ASE Tutorials

  1. Introduction to ASE
  2. Getting Started
  3. Adsorption
  4. Transition States
  5. Error Estimation and Density of States

Getting Started

In the first exercise, we will be looking at bulk metals and how to determine lattice constants, then we will be setting up metal surfaces and metal clusters. The example scripts use Pt by default. You should change this to the system you have been assigned for the project so you can start making progress.

Contents

  1. A Typical ASE Script
  2. Bulk metal
  3. Lattice Constant Determination
  4. Convergence with k-Points
  5. Setting up Surfaces
  6. Setting up Clusters
  7. Restarting Calculations
  8. Next Steps

Required Files

Obtain the required files by running:

on Sherlock:

cd $SCRATCH
wget http://chemeng444.github.io/ASE/Getting_Started/exercise_1_sherlock.tar
tar -xvf exercise_1_sherlock.tar

or on CEES:

cd ~/$USER
wget http://chemeng444.github.io/ASE/Getting_Started/exercise_1_cees.tar
tar -xvf exercise_1_cees.tar

This should create a folder called Exercise_1_Getting_Started/ containing subfolders with all the starter scripts you will need. By default, The output for your calculations will be written into the folder from where you submitted the script. To perform new calculations, you will generally be copying the scripts from these tutorials into new folders, modifying them, and submitting them.

A Typical ASE Script

ASE scripts can be run directly in the terminal (in the login node) or submitting to external nodes. Generally, you will be submitting jobs to external nodes and only small scripts will be run on the login node. By default, all output from any submitted script will be written from the directory where the submission command was executed, so make sure you are inside the calculation folder before running the submission command.

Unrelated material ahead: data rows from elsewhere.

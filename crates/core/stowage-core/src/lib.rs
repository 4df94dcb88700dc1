//! Stowage Core - Shared types
//!
//! This crate defines the output contract of the storage simulation, consumed by:
//! - stowage-simulation-engine (period engine and runner)
//! - any rendering or reporting layer reading the batch table
//!
//! Key types:
//! - Item and ItemId (opaque FIFO payloads)
//! - PeriodSnapshot, SimulationRun, SimulationBatch (occupancy tables)
//! - ConfigError (the only failure the core can raise)

pub mod types;
pub mod error;

pub use types::*;
pub use error::*;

Let’s look at how a typical ASE script is written. Open the run_surf.py script in the Surface folder. We will be showing the Sherlock versions of the script for brevity, but the CEES versions are analogous.

vi run_surf.py

The first line,

#!/usr/bin/env /home/vossj/suncat/bin/python

will ensure that the version of Python that is being used is the one that has all the software from SUNCAT installed.

Next, notice the comments in the beginning. These lines will be ignored by Python, but will be read by the job submission system. These include information such as how much time to allocate, the number of nodes required, what the names of the output and error files are, what the name of the job should be, and what your email is. Most of the settings will be the same regardless of the job you submit. You will mostly just be changing the amount of allocated time and the number of nodes, for jobs that require parallelization (not required for this project).

#above line selects special python interpreter needed to run espresso
#SBATCH -p iric 
#set a job name
#SBATCH --job-name=myjob

#a file for job output, you can check job progress
#SBATCH --output=myjob.out

# a file for errors from the job
#SBATCH --error=myjob.err

#time you think you need. The max is 2880:00
#SBATCH --time=100:00

#number of nodes you are requesting
#SBATCH --nodes=1

#SBATCH --mem-per-cpu=4000

#get emailed about job BEGIN, END, and FAIL
#SBATCH --mail-type=ALL

#who to send email to; please change to your email
#SBATCH  --mail-user=SUNETID@stanford.edu

#task to run per node; each node has 16 cores
#SBATCH --ntasks-per-node=16

To change the allocated time for the jobs, modify:

Sherlock (MM:SS):

#SBATCH --time=1200:00

CEES (HH:MM:SS):

#PBS -l walltime=20:00:00

Next, we import all the relevant ASE modules in for this calculation

from ase import *
from ase.lattice.surface import *
from ase.optimize import *
from ase.constraints import *
from espresso import espresso

The asterisks * indicates that all methods and classes should be imported. You can also specify the ones you need. from ase import * imports all the basic functionality in ase, from ase.lattice.surface import * import methods and classes related to solid surfaces, from ase.optimize import * imports the optimization methods, from ase.constraints import * imports the constraint methods, and most importantly from espresso import espresso import the Quantum ESPRESSO calculator for the ASE interface.

We define a string

name = 'Pt111'

which we can easily modify and use for naming output files.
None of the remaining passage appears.